Carchuna-Calahonda, el pueblo que lucha por serlo

Concepción Abarca rodeada de papeles, con los que lleva años luchando. :/JAVIER MARTÍN
Concepción Abarca rodeada de papeles, con los que lleva años luchando. : / JAVIER MARTÍN

Este anejo motrileño se plantea impugnar las 'independencias' del resto de municipios de Granada si la Junta no revisa la suya | A Carchuna-Calahonda le han dicho que no a la segregación y a Torrenueva que sí

Laura Ubago
LAURA UBAGOMOTRIL

Se da la paradoja de que, estando más cerca de Motril (municipio matriz de ambos) a Torrenueva la Junta le ha concedido la 'independencia' y a Carchuna-Calahonda, no, por colindar con tierras motrileñas. Este resumen tiene muchos matices pero en esencia es así y el enfado de la presidenta del Llano, que sigue siendo ELA –entidad local autónoma– es monumental.

Concepción Abarca no deja la lucha porque siente que su pueblo lo es y quiere que lo sea sobre el papel. Ya le dijeron un 'no' rotundo a la segregación. De hecho se fue a los tribunales y tampoco consiguió nada y ahora quiere que revisen su expediente porque no puede entender que sus vecinos sean un municipio y ella tenga que seguir dependiendo de Motril.

Si Carchuna-Calahonda fuese un pueblo podrían recaudar sus propios impuestos y dependiendo de Motril éste se los recoge y le da una cifra estipulada en un convenio. La clave de esta aparente desigualdad es que ambos territorios solicitaron la independencia acogiéndose a leyes diferentes. Torrenueva, a una más moderna y por tanto más relajada, a tenor de lo que esgrimen los decretos que condensan el resultado final de la segregación.

«A Torrenueva les dicen que ellos se sienten pueblo y que la carretera es mala y el autobús pasa poco... pues tan poco como pasa por Carchuna-Calahonda porque es el mismo», expresa Concepción Abarca indignada.
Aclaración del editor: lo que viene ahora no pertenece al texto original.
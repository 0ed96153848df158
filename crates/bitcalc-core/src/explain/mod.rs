//! Step-by-step operation explainers.
//!
//! Each operation has its own module producing a [`CalculationTrace`] with a
//! fixed step sequence. [`explain_values`] dispatches on the closed
//! [`Operation`] enum; [`explain`] and [`explain_with_options`] add operand
//! parsing in front of it.

mod add;
mod bitwise;
mod divide;
mod multiply;
mod subtract;

use bitcalc_model::{
    BitWidth, CalculationTrace, ExplainOptions, ExplainRequest, Operation, Radix,
    StepExplanation, StepKind,
};
use tracing::{debug, debug_span, trace};

use crate::converter::{parse_or_zero, resolve_operand};
use crate::encoder::to_binary;
use crate::error::{ExplainError, Result};

/// Explains `operation` on two operand texts read in `radix`.
///
/// Operands that do not parse count as zero, so this never fails.
pub fn explain(
    operation: Operation,
    operand_a: &str,
    operand_b: &str,
    radix: Radix,
    width: BitWidth,
) -> CalculationTrace {
    let a = parse_or_zero(operand_a, radix);
    let b = parse_or_zero(operand_b, radix);
    explain_values(operation, a, b, width, &ExplainOptions::default())
}

/// Explains a request, parsing operands according to `options`.
///
/// # Errors
///
/// Returns [`ExplainError::Parse`] when the parse policy is strict and an
/// operand is empty or malformed.
pub fn explain_with_options(
    request: &ExplainRequest,
    options: &ExplainOptions,
) -> Result<CalculationTrace> {
    let a = resolve_operand(&request.operand_a, request.radix, options.parse_policy)
        .map_err(|source| ExplainError::parse("A", source))?;
    let b = resolve_operand(&request.operand_b, request.radix, options.parse_policy)
        .map_err(|source| ExplainError::parse("B", source))?;
    Ok(explain_values(request.operation, a, b, request.width, options))
}

/// Explains `operation` on already parsed operands.
pub fn explain_values(
    operation: Operation,
    a: i64,
    b: i64,
    width: BitWidth,
    options: &ExplainOptions,
) -> CalculationTrace {
    let span = debug_span!("explain", operation = %operation, width = width.bits());
    let _guard = span.enter();

    let outcome = match operation {
        Operation::Add => add::explain(a, b, width),
        Operation::Subtract => subtract::explain(a, b, width, options.subtraction_bit_level),
        Operation::Multiply => multiply::explain(a, b, width),
        Operation::Divide => divide::explain(a, b, width),
        Operation::And => bitwise::explain(&bitwise::AND, a, b, width),
        Operation::Or => bitwise::explain(&bitwise::OR, a, b, width),
        Operation::Xor => bitwise::explain(&bitwise::XOR, a, b, width),
    };

    for step in &outcome.steps {
        trace!(title = %step.title, "step");
    }
    debug!(
        a,
        b,
        result = %outcome.result,
        overflow = outcome.overflow,
        steps = outcome.steps.len(),
        "explained"
    );
    outcome
}

/// First step shared by every explainer: both operands as bit patterns.
fn operands_step(a: i64, b: i64, width: BitWidth) -> StepExplanation {
    StepExplanation::new(
        StepKind::Operands,
        "Convert operands to binary",
        format!("Write A = {a} and B = {b} as {width} two's-complement patterns."),
    )
    .with_binary(format!(
        "A = {}  ({a})\nB = {}  ({b})",
        to_binary(a, width),
        to_binary(b, width)
    ))
}

/// Says whether `value` fits in `width` and what a register would keep.
fn overflow_note(value: i128, width: BitWidth) -> String {
    let min = width.min_signed();
    let max = width.max_unsigned();
    if width.fits(value) {
        format!("{value} fits in {width} (range {min} to {max}); no overflow.")
    } else {
        format!(
            "{value} is outside the {width} range ({min} to {max}): overflow. \
             The register keeps only the low {} bits, {}.",
            width.bits(),
            to_binary(value, width)
        )
    }
}

/// `-b` written for narration, parenthesized when `b` is itself negative.
fn negated(value: i64) -> String {
    if value < 0 {
        format!("-({value})")
    } else {
        format!("-{value}")
    }
}

#[cfg(test)]
mod tests {
    use super::*;

    #[test]
    fn test_overflow_note() {
        assert!(overflow_note(16, BitWidth::W8).contains("no overflow"));
        let note = overflow_note(300, BitWidth::W8);
        assert!(note.contains("overflow"));
        assert!(note.contains("00101100"));
    }

    #[test]
    fn test_negated_label() {
        assert_eq!(negated(6), "-6");
        assert_eq!(negated(-6), "-(-6)");
    }

    #[test]
    fn test_operands_step_panel() {
        let step = operands_step(10, 6, BitWidth::W8);
        assert_eq!(step.kind, StepKind::Operands);
        assert_eq!(
            step.binary.as_deref(),
            Some("A = 00001010  (10)\nB = 00000110  (6)")
        );
    }
}
//! Presentation components for the bitcalc command-line tool.

pub mod logging;
pub mod render;
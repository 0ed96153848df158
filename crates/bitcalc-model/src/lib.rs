//! Data model for the bitcalc explainer.
//!
//! Inputs ([`Radix`], [`BitWidth`], [`Operation`]), configuration
//! ([`ExplainOptions`]) and outputs ([`CalculationTrace`], [`Conversions`])
//! shared by the engine and any presentation layer.

pub mod conversion;
pub mod enums;
pub mod error;
pub mod options;
pub mod trace;

pub use conversion::{Calculation, Conversions};
pub use enums::{BitWidth, BitwiseOp, Operation, Radix};
pub use error::{ParseError, Result};
pub use options::{ExplainOptions, ParsePolicy};
pub use trace::{
    BitRule, BitStep, CalculationTrace, ExplainRequest, StepExplanation, StepKind,
};

#[cfg(test)]
mod tests {
    use super::*;

    #[test]
    fn options_default_is_lenient() {
        let options = ExplainOptions::default();
        assert_eq!(options.parse_policy, ParsePolicy::Lenient);
        assert!(options.subtraction_bit_level);
        assert_eq!(ExplainOptions::strict().parse_policy, ParsePolicy::Strict);
    }

    #[test]
    fn request_serializes() {
        let request = ExplainRequest::new(Operation::Xor, "1100", "1010")
            .with_radix(Radix::Binary)
            .with_width(BitWidth::W16);
        let json = serde_json::to_string(&request).expect("serialize request");
        assert!(json.contains("\"width\":16"));
        assert!(json.contains("\"radix\":\"binary\""));
        let round: ExplainRequest = serde_json::from_str(&json).expect("deserialize request");
        assert_eq!(round, request);
    }
}
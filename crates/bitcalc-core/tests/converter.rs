//! Tests for base conversion.

use bitcalc_core::converter::{convert, convert_text, parse, parse_or_zero, render};
use bitcalc_model::{ParseError, Radix};
use proptest::prelude::*;

fn any_radix() -> impl Strategy<Value = Radix> {
    prop::sample::select(Radix::ALL.to_vec())
}

proptest! {
    #[test]
    fn render_then_parse_round_trips(value in any::<i64>(), radix in any_radix()) {
        prop_assert_eq!(parse(&render(value, radix), radix), Ok(value));
    }

    #[test]
    fn renderings_derive_from_the_same_value(value in any::<i64>()) {
        let conversions = convert(value);
        for radix in Radix::ALL {
            prop_assert_eq!(parse(conversions.get(radix), radix), Ok(value));
        }
    }

    #[test]
    fn hex_is_uppercase(value in any::<i64>()) {
        let hex = render(value, Radix::Hex);
        prop_assert_eq!(hex.to_uppercase(), hex);
    }
}

#[test]
fn empty_input_clears_display() {
    assert_eq!(convert_text("", Radix::Binary), Ok(None));
    assert_eq!(convert_text("  \t", Radix::Hex), Ok(None));
}

#[test]
fn malformed_input_is_an_error_for_display_and_zero_for_computation() {
    let error = convert_text("0x1G", Radix::Hex).unwrap_err();
    assert_eq!(error, ParseError::invalid("0x1G", Radix::Hex));
    assert_eq!(parse_or_zero("0x1G", Radix::Hex), 0);
    assert_eq!(parse_or_zero("", Radix::Hex), 0);
}

#[test]
fn digits_outside_radix_are_rejected() {
    assert!(parse("8", Radix::Octal).is_err());
    assert!(parse("2", Radix::Binary).is_err());
    assert!(parse("A", Radix::Decimal).is_err());
    assert_eq!(parse("7", Radix::Octal), Ok(7));
}

#[test]
fn converts_known_values() {
    let conversions = convert(2024);
    assert_eq!(conversions.binary, "11111101000");
    assert_eq!(conversions.octal, "3750");
    assert_eq!(conversions.decimal, "2024");
    assert_eq!(conversions.hex, "7E8");
}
Al principio, pensó en respetar la independencia de sus vecinos pero, viendo que «no han sido solidarios», no le queda más remedio que usar todas las armas, según explica la presidenta del Llano.

Concepción Abarca dice que «lo siente mucho» por los demás pero que si la Junta no revisa su expediente de segregación –aún están a tiempo– «impugnará» las últimas independencias que se han dado en la provincia de Granada como la de Valderrubio, Dehesas Viejas, Domingo Pérez o Torrenueva (se la concedieron en octubre), pedirá que miren con lupa las que por plazo tenga capacidad para ello.

«No es justo que aleguen mi cercanía con Motril cuando hay informes que sí dicen que estamos a más de 5.000 metros... también tenemos informes económicos positivos de que sí seríamos viables como pueblo pero nada... se ha cometido una gran injusticia con nosotros, temen que nos podamos unir a otro municipio pero eso es imposible porque nos lo impide una montaña... ese es nuestro límite», señala Abarca.

La nueva ley le dice a los anejos que para ser pueblos tienen que tener 5.000 habitantes por lo que Carchuna-Calahonda no podría acogerse a esa normativa (tiene 3.800).

«Que nos revisen el expediente, sí podemos ser un pueblo, tenemos riqueza, empresas...», aporta Concepción Abarca.

De quien primero tiene queja Carchuna-Calahonda es de Motril. «No nos han apoyado, no les interesa que seamos independientes, pero les pido a todos, incluida la alcaldesa Flor Almón, que me acompañen a la Junta, a Sevilla, a pedir la segregación de mi pueblo», exclama la presidenta del Llano.

Los que sí han presentado una moción al pleno es el PP motrileño que pide a la Junta la revisión de la segregación de Carchuna-Calahonda tras conocer las de otros anejos como Torrenueva. «Se está provocando un agravio comparativo, y una vulneración de los derechos de los ciudadanos en detrimento de los más modestos», expresan los populares.

Además piden al Ayuntamiento de Motril que hasta que el Llano no sea pueblo firmen el convenio que les permita recaudar sus tributos.

«Estoy enrabietada, no me puedo explicar esta injusticia»

La presidenta del Llano, Concepción Abarca, no puede ocultar sus sentimientos de impotencia ante esta situación. «Estoy enrabietada... lo siento por Torrenueva, pero no me puedo explicar esta injusticia», cuenta.

Abarca comenzó hace años la lucha por la independencia de su pueblo y tan solo ha recibido 'noes'. Y quiere una oportunidad de que se le valore las cuestiones por las que sí podría ser un pueblo. «En las razones económicas dice que Torrenueva tiene agricultura... más tengo yo y no me han dejado ser un pueblo», dice con extrañeza.